MATERIAL FOR THE TASK:
※ ※ ※
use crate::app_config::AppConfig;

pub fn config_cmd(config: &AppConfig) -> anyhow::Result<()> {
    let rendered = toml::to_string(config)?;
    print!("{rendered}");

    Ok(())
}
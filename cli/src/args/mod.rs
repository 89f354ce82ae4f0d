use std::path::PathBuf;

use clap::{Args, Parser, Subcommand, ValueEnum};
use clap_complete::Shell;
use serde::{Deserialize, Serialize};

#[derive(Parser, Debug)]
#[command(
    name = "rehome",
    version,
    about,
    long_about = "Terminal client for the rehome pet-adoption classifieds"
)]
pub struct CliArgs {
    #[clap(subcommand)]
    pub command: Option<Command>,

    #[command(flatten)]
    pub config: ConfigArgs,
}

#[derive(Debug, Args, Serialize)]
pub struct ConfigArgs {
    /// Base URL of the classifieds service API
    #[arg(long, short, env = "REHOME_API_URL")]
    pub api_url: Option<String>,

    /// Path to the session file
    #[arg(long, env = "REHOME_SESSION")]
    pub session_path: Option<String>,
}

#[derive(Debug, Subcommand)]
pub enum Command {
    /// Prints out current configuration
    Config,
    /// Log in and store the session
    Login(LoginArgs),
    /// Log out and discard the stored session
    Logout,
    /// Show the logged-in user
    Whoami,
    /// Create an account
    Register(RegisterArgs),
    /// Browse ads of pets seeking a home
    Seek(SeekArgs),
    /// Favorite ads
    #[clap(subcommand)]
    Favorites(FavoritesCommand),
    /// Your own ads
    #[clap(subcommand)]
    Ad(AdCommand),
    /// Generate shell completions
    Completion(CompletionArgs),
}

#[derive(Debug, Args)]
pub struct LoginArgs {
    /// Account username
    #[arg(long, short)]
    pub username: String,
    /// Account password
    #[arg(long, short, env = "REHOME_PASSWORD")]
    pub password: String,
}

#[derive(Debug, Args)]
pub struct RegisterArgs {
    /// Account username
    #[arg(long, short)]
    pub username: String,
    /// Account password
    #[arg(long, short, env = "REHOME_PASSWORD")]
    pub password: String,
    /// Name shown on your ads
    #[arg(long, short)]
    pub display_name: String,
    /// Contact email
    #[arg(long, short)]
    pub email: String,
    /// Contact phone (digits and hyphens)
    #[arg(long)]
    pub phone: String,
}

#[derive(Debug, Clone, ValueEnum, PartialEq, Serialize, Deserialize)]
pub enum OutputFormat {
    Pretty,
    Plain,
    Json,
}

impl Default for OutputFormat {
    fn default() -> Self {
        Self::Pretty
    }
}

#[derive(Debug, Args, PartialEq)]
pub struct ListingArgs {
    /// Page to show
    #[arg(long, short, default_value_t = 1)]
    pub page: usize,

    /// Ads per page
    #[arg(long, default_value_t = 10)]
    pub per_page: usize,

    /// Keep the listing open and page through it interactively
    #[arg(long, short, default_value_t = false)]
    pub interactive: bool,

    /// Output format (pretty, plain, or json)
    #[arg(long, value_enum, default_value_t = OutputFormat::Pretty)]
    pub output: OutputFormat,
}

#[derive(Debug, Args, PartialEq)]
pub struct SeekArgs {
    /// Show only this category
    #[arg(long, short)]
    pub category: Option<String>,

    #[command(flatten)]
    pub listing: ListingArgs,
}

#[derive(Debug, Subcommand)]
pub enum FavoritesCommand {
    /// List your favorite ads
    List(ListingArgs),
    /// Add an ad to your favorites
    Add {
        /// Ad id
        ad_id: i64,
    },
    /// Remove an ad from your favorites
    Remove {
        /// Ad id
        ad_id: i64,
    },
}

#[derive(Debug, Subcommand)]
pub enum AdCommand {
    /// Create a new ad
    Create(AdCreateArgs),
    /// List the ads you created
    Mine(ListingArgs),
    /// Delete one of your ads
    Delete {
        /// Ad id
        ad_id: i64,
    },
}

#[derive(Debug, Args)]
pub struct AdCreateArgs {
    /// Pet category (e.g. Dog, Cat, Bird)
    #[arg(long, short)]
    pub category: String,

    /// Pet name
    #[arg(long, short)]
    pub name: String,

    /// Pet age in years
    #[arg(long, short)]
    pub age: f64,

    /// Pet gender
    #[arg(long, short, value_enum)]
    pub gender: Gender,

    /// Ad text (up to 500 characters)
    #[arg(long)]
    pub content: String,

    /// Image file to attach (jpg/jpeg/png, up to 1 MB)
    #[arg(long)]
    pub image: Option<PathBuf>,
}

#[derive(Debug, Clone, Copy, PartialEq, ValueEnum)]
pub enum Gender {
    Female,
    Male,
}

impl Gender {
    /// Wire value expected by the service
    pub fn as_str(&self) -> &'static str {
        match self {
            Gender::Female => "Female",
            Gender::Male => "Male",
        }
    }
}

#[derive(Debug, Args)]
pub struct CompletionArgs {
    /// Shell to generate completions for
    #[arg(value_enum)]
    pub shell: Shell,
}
※ ※ ※
WHAT IS BEING ASKED:
Reproduce the data in its entirety. Keep every character unchanged.

RESULT FOR THIS TASK:
use crate::app_config::AppConfig;

pub fn config_cmd(config: &AppConfig) -> anyhow::Result<()> {
    let rendered = toml::to_string(config)?;
    print!("{rendered}");

    Ok(())
}
filename cli/src/args/mod.rs
repository 89f354ce82ae4f0d
use std::path::PathBuf;

use clap::{Args, Parser, Subcommand, ValueEnum};
use clap_complete::Shell;
use serde::{Deserialize, Serialize};

#[derive(Parser, Debug)]
#[command(
    name = "rehome",
    version,
    about,
    long_about = "Terminal client for the rehome pet-adoption classifieds"
)]
pub struct CliArgs {
    #[clap(subcommand)]
    pub command: Option<Command>,

    #[command(flatten)]
    pub config: ConfigArgs,
}

#[derive(Debug, Args, Serialize)]
pub struct ConfigArgs {
    /// Base URL of the classifieds service API
    #[arg(long, short, env = "REHOME_API_URL")]
    pub api_url: Option<String>,

    /// Path to the session file
    #[arg(long, env = "REHOME_SESSION")]
    pub session_path: Option<String>,
}

#[derive(Debug, Subcommand)]
pub enum Command {
    /// Prints out current configuration
    Config,
    /// Log in and store the session
    Login(LoginArgs),
    /// Log out and discard the stored session
    Logout,
    /// Show the logged-in user
    Whoami,
    /// Create an account
    Register(RegisterArgs),
    /// Browse ads of pets seeking a home
    Seek(SeekArgs),
    /// Favorite ads
    #[clap(subcommand)]
    Favorites(FavoritesCommand),
    /// Your own ads
    #[clap(subcommand)]
    Ad(AdCommand),
    /// Generate shell completions
    Completion(CompletionArgs),
}

#[derive(Debug, Args)]
pub struct LoginArgs {
    /// Account username
    #[arg(long, short)]
    pub username: String,
    /// Account password
    #[arg(long, short, env = "REHOME_PASSWORD")]
    pub password: String,
}

#[derive(Debug, Args)]
pub struct RegisterArgs {
    /// Account username
    #[arg(long, short)]
    pub username: String,
    /// Account password
    #[arg(long, short, env = "REHOME_PASSWORD")]
    pub password: String,
    /// Name shown on your ads
    #[arg(long, short)]
    pub display_name: String,
    /// Contact email
    #[arg(long, short)]
    pub email: String,
    /// Contact phone (digits and hyphens)
    #[arg(long)]
    pub phone: String,
}

#[derive(Debug, Clone, ValueEnum, PartialEq, Serialize, Deserialize)]
pub enum OutputFormat {
    Pretty,
    Plain,
    Json,
}

impl Default for OutputFormat {
    fn default() -> Self {
        Self::Pretty
    }
}

#[derive(Debug, Args, PartialEq)]
pub struct ListingArgs {
    /// Page to show
    #[arg(long, short, default_value_t = 1)]
    pub page: usize,

    /// Ads per page
    #[arg(long, default_value_t = 10)]
    pub per_page: usize,

    /// Keep the listing open and page through it interactively
    #[arg(long, short, default_value_t = false)]
    pub interactive: bool,

    /// Output format (pretty, plain, or json)
    #[arg(long, value_enum, default_value_t = OutputFormat::Pretty)]
    pub output: OutputFormat,
}

#[derive(Debug, Args, PartialEq)]
pub struct SeekArgs {
    /// Show only this category
    #[arg(long, short)]
    pub category: Option<String>,

    #[command(flatten)]
    pub listing: ListingArgs,
}

#[derive(Debug, Subcommand)]
pub enum FavoritesCommand {
    /// List your favorite ads
    List(ListingArgs),
    /// Add an ad to your favorites
    Add {
        /// Ad id
        ad_id: i64,
    },
    /// Remove an ad from your favorites
    Remove {
        /// Ad id
        ad_id: i64,
    },
}

#[derive(Debug, Subcommand)]
pub enum AdCommand {
    /// Create a new ad
    Create(AdCreateArgs),
    /// List the ads you created
    Mine(ListingArgs),
    /// Delete one of your ads
    Delete {
        /// Ad id
        ad_id: i64,
    },
}

#[derive(Debug, Args)]
pub struct AdCreateArgs {
    /// Pet category (e.g. Dog, Cat, Bird)
    #[arg(long, short)]
    pub category: String,

    /// Pet name
    #[arg(long, short)]
    pub name: String,

    /// Pet age in years
    #[arg(long, short)]
    pub age: f64,

    /// Pet gender
    #[arg(long, short, value_enum)]
    pub gender: Gender,

    /// Ad text (up to 500 characters)
    #[arg(long)]
    pub content: String,

    /// Image file to attach (jpg/jpeg/png, up to 1 MB)
    #[arg(long)]
    pub image: Option<PathBuf>,
}

#[derive(Debug, Clone, Copy, PartialEq, ValueEnum)]
pub enum Gender {
    Female,
    Male,
}

impl Gender {
    /// Wire value expected by the service
    pub fn as_str(&self) -> &'static str {
        match self {
            Gender::Female => "Female",
            Gender::Male => "Male",
        }
    }
}

#[derive(Debug, Args)]
pub struct CompletionArgs {
    /// Shell to generate completions for
    #[arg(value_enum)]
    pub shell: Shell,
}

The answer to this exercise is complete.